For the listing below, give the number of lines that include "users" and add nothing to it.

____ STUDY MATERIAL

//! Data gateway seam between the client core and the data service.
//!
//! The feed controller and prayer reconciler only see [`FeedGateway`]. The HTTP
//! implementation is [`RemoteGateway`]; the SQLite [`Repository`] implements the same
//! trait for in-process use.

mod remote;

pub use remote::*;

use async_trait::async_trait;

use crate::db::Repository;
use crate::errors::AppError;
use crate::models::{CreateEventLogRequest, Incident, IncidentQuery, Page, PrayerCommitment};

/// Remote operations the feed and prayer reconciliation depend on.
#[async_trait]
pub trait FeedGateway: Send + Sync {
    /// Filtered, newest-first page of incidents plus the exact match count.
    async fn query_incidents(&self, query: &IncidentQuery) -> Result<Page<Incident>, AppError>;

    /// Insert one prayer commitment. A repeated pair fails with [`AppError::Conflict`].
    async fn insert_prayer(&self, visitor_id: &str, incident_id: &str) -> Result<(), AppError>;

    /// Every commitment previously made by this visitor.
    async fn list_prayers(&self, visitor_id: &str) -> Result<Vec<PrayerCommitment>, AppError>;

    /// Append one visitor event.
    async fn log_event(&self, event: &CreateEventLogRequest) -> Result<(), AppError>;
}

#[async_trait]
impl FeedGateway for Repository {
    async fn query_incidents(&self, query: &IncidentQuery) -> Result<Page<Incident>, AppError> {
        Repository::query_incidents(self, query).await
    }

    async fn insert_prayer(&self, visitor_id: &str, incident_id: &str) -> Result<(), AppError> {
        self.record_prayer(visitor_id, incident_id).await.map(|_| ())
    }

    async fn list_prayers(&self, visitor_id: &str) -> Result<Vec<PrayerCommitment>, AppError> {
        Repository::list_prayers(self, visitor_id).await
    }

    async fn log_event(&self, event: &CreateEventLogRequest) -> Result<(), AppError> {
        self.append_log(event).await.map(|_| ())
    }
}
#[tokio::test]
async fn test_prayer_reconciler_over_http() {
    let fixture = TestFixture::new().await;
    let incidents = fixture.seed_incidents(&["Bible school closed"]).await;
    let id = incidents[0].id.clone();

    let feed = FeedController::new(Arc::new(fixture.remote(None)));
    feed.load_page(true).await;

    let reconciler = PrayerReconciler::new(&feed, "visitor-http");
    assert_eq!(reconciler.record_prayer(&id).await, PrayerOutcome::Recorded);
    assert_eq!(
        reconciler.record_prayer(&id).await,
        PrayerOutcome::AlreadyCommitted
    );
    assert_eq!(feed.snapshot().await.incidents[0].prayer_count, 1);

    // Same visitor on a fresh session: the remote record wins
    let feed = FeedController::new(Arc::new(fixture.remote(None)));
    feed.load_page(true).await;
    assert_eq!(feed.snapshot().await.incidents[0].prayer_count, 1);

    let reconciler = PrayerReconciler::new(&feed, "visitor-http");
    assert_eq!(reconciler.sync_commitments().await.unwrap(), 1);
    assert!(reconciler.has_committed(&id).await);
    assert_eq!(
        reconciler.record_prayer(&id).await,
        PrayerOutcome::AlreadyCommitted
    );

    // The commit was logged for the admin logs panel
    let logs = fixture.repo.list_recent_logs(10).await.unwrap();
    assert_eq!(logs.len(), 1);
    assert_eq!(logs[0].visitor_id, "visitor-http");
    assert_eq!(logs[0].incident_id.as_deref(), Some(id.as_str()));
}
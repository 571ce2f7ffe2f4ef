//! Plain-text clean-up for incident descriptions.
//!
//! Feed entries arrive with markup from the upstream sites; the portal stores and
//! searches plain text.

use std::sync::LazyLock;

use regex::Regex;

const ENTITIES: &[(&str, &str)] = &[
    ("&nbsp;", " "),
    ("&lt;", "<"),
    ("&gt;", ">"),
    ("&quot;", "\""),
    ("&#39;", "'"),
    ("&#8217;", "'"),
    ("&#8220;", "\""),
    ("&#8221;", "\""),
    ("&hellip;", "..."),
    // Must stay last so `&amp;lt;` decodes to `&lt;`, not `<`.
    ("&amp;", "&"),
];

/// Tags that separate words when rendered, replaced by a space.
static BLOCK_TAG_RE: LazyLock<Regex> = LazyLock::new(|| {
    Regex::new(r"(?i)</?(?:br|p|div|li|ul|ol|h[1-6]|tr|td|blockquote)\b[^>]*>")
        .expect("valid regex")
});

/// Any remaining tag, removed outright.
static TAG_RE: LazyLock<Regex> = LazyLock::new(|| Regex::new(r"<[^>]*>").expect("valid regex"));

static WHITESPACE_RE: LazyLock<Regex> =
    LazyLock::new(|| Regex::new(r"\s+").expect("valid regex"));

/// Strip tags, decode common entities and collapse runs of whitespace.
pub fn sanitize_description(input: &str) -> String {
    let spaced = BLOCK_TAG_RE.replace_all(input, " ");
    let mut decoded = TAG_RE.replace_all(&spaced, "").into_owned();

    for (entity, replacement) in ENTITIES {
        if decoded.contains(entity) {
            decoded = decoded.replace(entity, replacement);
        }
    }

    WHITESPACE_RE.replace_all(&decoded, " ").trim().to_string()
}

/// Shorten `text` to at most `max_chars` characters on a word boundary, adding `...`.
pub fn excerpt(text: &str, max_chars: usize) -> String {
    if text.chars().count() <= max_chars {
        return text.to_string();
    }

    let cut: String = text.chars().take(max_chars).collect();
    let trimmed = match cut.rfind(char::is_whitespace) {
        Some(idx) if idx > 0 => &cut[..idx],
        _ => cut.as_str(),
    };
    format!("{}...", trimmed.trim_end())
}
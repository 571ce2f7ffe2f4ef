//! Incident API endpoints.

use axum::{
    extract::{Path, Query, State},
    Json,
};

use super::{require, success, success_with_count, ApiResult};
use crate::errors::AppError;
use crate::models::{CreateIncidentRequest, Incident, IncidentQuery, UpdateIncidentRequest};
use crate::AppState;

/// GET /api/incidents - One page of incidents, newest first, with the total match count.
pub async fn list_incidents(
    State(state): State<AppState>,
    Query(query): Query<IncidentQuery>,
) -> ApiResult<Vec<Incident>> {
    let page = state.repo.query_incidents(&query).await?;
    success_with_count(page.rows, page.total)
}

/// GET /api/incidents/:id - Get a single incident.
pub async fn get_incident(
    State(state): State<AppState>,
    Path(id): Path<String>,
) -> ApiResult<Incident> {
    match state.repo.get_incident(&id).await? {
        Some(incident) => success(incident),
        None => Err(AppError::NotFound(format!("Incident {} not found", id))),
    }
}

/// POST /api/admin/incidents - Create a new incident.
pub async fn create_incident(
    State(state): State<AppState>,
    Json(request): Json<CreateIncidentRequest>,
) -> ApiResult<Incident> {
    require(&request.title, "Title is required")?;

    let incident = state.repo.create_incident(&request).await?;
    tracing::info!("Created incident {}", incident.id);
    success(incident)
}

/// PUT /api/admin/incidents/:id - Update an incident.
pub async fn update_incident(
    State(state): State<AppState>,
    Path(id): Path<String>,
    Json(request): Json<UpdateIncidentRequest>,
) -> ApiResult<Incident> {
    if let Some(title) = &request.title {
        require(title, "Title cannot be empty")?;
    }

    success(state.repo.update_incident(&id, &request).await?)
}

/// DELETE /api/admin/incidents/:id - Delete an incident and its commitments.
pub async fn delete_incident(
    State(state): State<AppState>,
    Path(id): Path<String>,
) -> ApiResult<()> {
    state.repo.delete_incident(&id).await?;
    tracing::info!("Deleted incident {}", id);
    success(())
}
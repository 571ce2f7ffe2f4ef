//! Incident Portal
//!
//! A REST data service over SQLite for reported incidents, prayer commitments, crawler
//! sources, operators and visitor events, plus the client core that drives the public
//! feed and the admin console against it.

pub mod api;
pub mod auth;
pub mod client;
pub mod config;
pub mod db;
pub mod errors;
pub mod feed;
pub mod gateway;
pub mod models;
pub mod text;

use std::sync::Arc;

use axum::{
    middleware,
    routing::{get, post, put},
    Router,
};
use tower_http::cors::{Any, CorsLayer};
use tower_http::trace::TraceLayer;

use config::Config;
use db::Repository;

/// Application state shared across all handlers.
#[derive(Clone)]
pub struct AppState {
    pub repo: Arc<Repository>,
    pub config: Arc<Config>,
}

/// Create the application router with all routes.
pub fn create_router(state: AppState) -> Router {
    // CORS configuration
    let cors = CorsLayer::new()
        .allow_origin(Any)
        .allow_methods(Any)
        .allow_headers(Any);

    // Clone the service key for the auth layer
    let service_key = state.config.service_key.clone();

    // Routes available to any visitor
    let public_routes = Router::new()
        .route("/incidents", get(api::list_incidents))
        .route("/incidents/{id}", get(api::get_incident))
        .route("/prayers", get(api::list_prayers).post(api::create_prayer))
        .route("/logs", post(api::create_log))
        .route("/auth/login", post(api::login));

    // Dashboard routes behind the service key
    let admin_routes = Router::new()
        // Incidents
        .route("/incidents", post(api::create_incident))
        .route(
            "/incidents/{id}",
            put(api::update_incident).delete(api::delete_incident),
        )
        // Crawler sources
        .route("/sources", get(api::list_sources).post(api::create_source))
        .route(
            "/sources/{id}",
            put(api::update_source).delete(api::delete_source),
        )
        // Operators
        .route("/users", get(api::list_users).post(api::create_user))
        .route("/users/{id}", put(api::update_user).delete(api::delete_user))
        // Event log
        .route("/logs", get(api::list_logs))
        .layer(middleware::from_fn(move |req, next| {
            auth::service_key_layer(service_key.clone(), req, next)
        }));

    // Health check (no auth required)
    let health_routes = Router::new().route("/health", get(health_check));

    Router::new()
        .nest("/api", public_routes.nest("/admin", admin_routes))
        .merge(health_routes)
        .layer(cors)
        .layer(TraceLayer::new_for_http())
        .with_state(state)
}

/// Health check endpoint.
async fn health_check() -> &'static str {
    "OK"
}

#[cfg(test)]
mod tests;
//! Data models for the incident portal.
//!
//! Wire names are camelCase so the web front end and the Rust client share one contract.

mod incident;
mod log;
mod prayer;
mod query;
mod source;
mod user;

pub use incident::*;
pub use log::*;
pub use prayer::*;
pub use query::*;
pub use source::*;
pub use user::*;
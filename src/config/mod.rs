//! Configuration module for the incident portal.
//!
//! All configuration is loaded from environment variables with sensible defaults.

use std::env;
use std::net::SocketAddr;
use std::path::PathBuf;

use crate::errors::AppError;

const DEFAULT_DB_PATH: &str = "./data/portal.sqlite";
const DEFAULT_STATE_PATH: &str = "./data/visitor.json";
const DEFAULT_BIND_ADDR: &str = "127.0.0.1:8080";
const DEFAULT_API_URL: &str = "http://127.0.0.1:8080";

/// Server configuration loaded from environment variables.
#[derive(Debug, Clone)]
pub struct Config {
    /// Service key guarding admin routes (required in production)
    pub service_key: Option<String>,
    /// Path to SQLite database file
    pub db_path: PathBuf,
    /// Address to bind the server to
    pub bind_addr: SocketAddr,
    /// Log level (trace, debug, info, warn, error)
    pub log_level: String,
    /// Operator account created at startup when a password is supplied
    pub admin_username: String,
    pub admin_password: Option<String>,
}

impl Config {
    /// Load configuration from environment variables.
    pub fn from_env() -> Result<Self, AppError> {
        dotenvy::dotenv().ok();

        let service_key = non_empty_var("PORTAL_SERVICE_KEY");

        let db_path = env::var("PORTAL_DB_PATH")
            .unwrap_or_else(|_| DEFAULT_DB_PATH.to_string())
            .into();

        let bind_addr = env::var("PORTAL_BIND_ADDR")
            .unwrap_or_else(|_| DEFAULT_BIND_ADDR.to_string())
            .parse()
            .map_err(|e| AppError::BadRequest(format!("Invalid PORTAL_BIND_ADDR: {}", e)))?;

        let log_level = env::var("PORTAL_LOG_LEVEL").unwrap_or_else(|_| "info".to_string());

        let admin_username =
            env::var("PORTAL_ADMIN_USERNAME").unwrap_or_else(|_| "admin".to_string());
        let admin_password = non_empty_var("PORTAL_ADMIN_PASSWORD");

        Ok(Self {
            service_key,
            db_path,
            bind_addr,
            log_level,
            admin_username,
            admin_password,
        })
    }
}

/// Client-side configuration for the feed front end and admin console.
#[derive(Debug, Clone)]
pub struct ClientConfig {
    /// Base URL of the data service
    pub api_url: String,
    /// Service key, only needed for admin panels
    pub service_key: Option<String>,
    /// Local state file holding the visitor identity and preferences
    pub state_path: PathBuf,
}

impl ClientConfig {
    pub fn from_env() -> Self {
        dotenvy::dotenv().ok();

        let api_url = env::var("PORTAL_API_URL")
            .unwrap_or_else(|_| DEFAULT_API_URL.to_string())
            .trim_end_matches('/')
            .to_string();

        let state_path = env::var("PORTAL_STATE_PATH")
            .unwrap_or_else(|_| DEFAULT_STATE_PATH.to_string())
            .into();

        Self {
            api_url,
            service_key: non_empty_var("PORTAL_SERVICE_KEY"),
            state_path,
        }
    }
}

fn non_empty_var(name: &str) -> Option<String> {
    env::var(name).ok().filter(|v| !v.trim().is_empty())
}
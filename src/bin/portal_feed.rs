//! Terminal front end for the public incident feed.

use std::sync::Arc;

use clap::Parser;
use tracing_subscriber::{layer::SubscriberExt, util::SubscriberInitExt, EnvFilter};

use incident_portal::client::{LocalStore, Theme};
use incident_portal::config::ClientConfig;
use incident_portal::errors::AppError;
use incident_portal::feed::{FeedController, LoadOutcome, PrayerOutcome, PrayerReconciler};
use incident_portal::gateway::RemoteGateway;
use incident_portal::models::Incident;
use incident_portal::text::excerpt;

const CARD_EXCERPT_CHARS: usize = 160;

/// Browse the incident feed from a terminal.
#[derive(Parser, Debug)]
#[command(name = "portal-feed", version, about)]
struct Args {
    /// Only show incidents mentioning this text
    #[arg(long, default_value = "")]
    search: String,

    /// Number of feed pages to load
    #[arg(long, default_value_t = 1, value_parser = clap::value_parser!(u32).range(1..))]
    pages: u32,

    /// Show the full details of one incident
    #[arg(long, value_name = "ID")]
    show: Option<String>,

    /// Commit to praying for an incident
    #[arg(long, value_name = "ID")]
    pray: Option<String>,

    /// Switch between the dark and light theme before rendering
    #[arg(long)]
    toggle_theme: bool,
}

#[tokio::main]
async fn main() -> Result<(), Box<dyn std::error::Error>> {
    let env_filter = EnvFilter::try_from_default_env().unwrap_or_else(|_| EnvFilter::new("warn"));
    tracing_subscriber::registry()
        .with(env_filter)
        .with(tracing_subscriber::fmt::layer().with_writer(std::io::stderr))
        .init();

    let args = Args::parse();
    let config = ClientConfig::from_env();

    let mut store = LocalStore::open(&config.state_path)?;
    if args.toggle_theme {
        store.toggle_theme()?;
    }

    let gateway = Arc::new(RemoteGateway::from_config(&config));
    let feed = FeedController::new(gateway);
    let reconciler = PrayerReconciler::new(&feed, store.visitor_id());

    if let Err(err) = reconciler.sync_commitments().await {
        tracing::warn!("Could not load earlier commitments: {}", err);
    }

    report(feed.set_search(args.search.clone()).await)?;
    for _ in 1..args.pages {
        if let LoadOutcome::Skipped = report(feed.on_last_item_visible().await)? {
            break;
        }
    }

    if let Some(id) = &args.pray {
        if feed.open_details(id).await.is_none() {
            return Err(AppError::NotFound(format!("Incident {} is not in the loaded feed", id)).into());
        }
        match reconciler.record_prayer(id).await {
            PrayerOutcome::Recorded => println!("Thank you for praying."),
            PrayerOutcome::AlreadyCommitted => println!("You are already praying for this."),
            PrayerOutcome::Failed(err) => eprintln!("Could not record prayer: {}", err.message()),
        }
    }

    let state = feed.snapshot().await;
    let rule = match store.theme() {
        Theme::Dark => "=",
        Theme::Light => "-",
    };

    if state.synced && state.incidents.is_empty() {
        println!("No incidents found.");
    }

    match args.show.as_deref().or(args.pray.as_deref()) {
        Some(id) => match feed.open_details(id).await {
            Some(incident) => print_details(&incident, reconciler.has_committed(id).await, rule),
            None => eprintln!("Incident {} is not in the loaded feed", id),
        },
        None => {
            for incident in &state.incidents {
                print_card(incident, rule);
            }
            if state.has_more {
                println!("More incidents available (use --pages).");
            }
        }
    }

    Ok(())
}

/// Print failures and pass the outcome through.
fn report(outcome: LoadOutcome) -> Result<LoadOutcome, AppError> {
    match outcome {
        LoadOutcome::Failed(err) => Err(err),
        other => Ok(other),
    }
}

fn print_card(incident: &Incident, rule: &str) {
    println!("{}", rule.repeat(60));
    let badge = if incident.is_verified { " [verified]" } else { "" };
    println!("{}  {}{}", incident.card_date(), incident.title, badge);
    if !incident.location_raw.is_empty() {
        println!("{}", incident.location_raw);
    }
    println!("{}", excerpt(&incident.description, CARD_EXCERPT_CHARS));
    println!("Praying: {}   id: {}", incident.prayer_count, incident.id);
}

fn print_details(incident: &Incident, committed: bool, rule: &str) {
    println!("{}", rule.repeat(60));
    println!("{}", incident.title);
    println!("{} | {}", incident.card_date(), incident.location_raw);
    if let Some(summary) = &incident.summary {
        println!("\n{}", summary);
    }
    println!("\n{}\n", incident.description);
    for source in &incident.sources {
        println!("  - {}: {}", source.name, source.url);
    }
    let status = if committed { "you are praying" } else { "not yet" };
    println!("Praying: {} ({})", incident.prayer_count, status);
}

________

_EXERCISE SOLUTION_. 2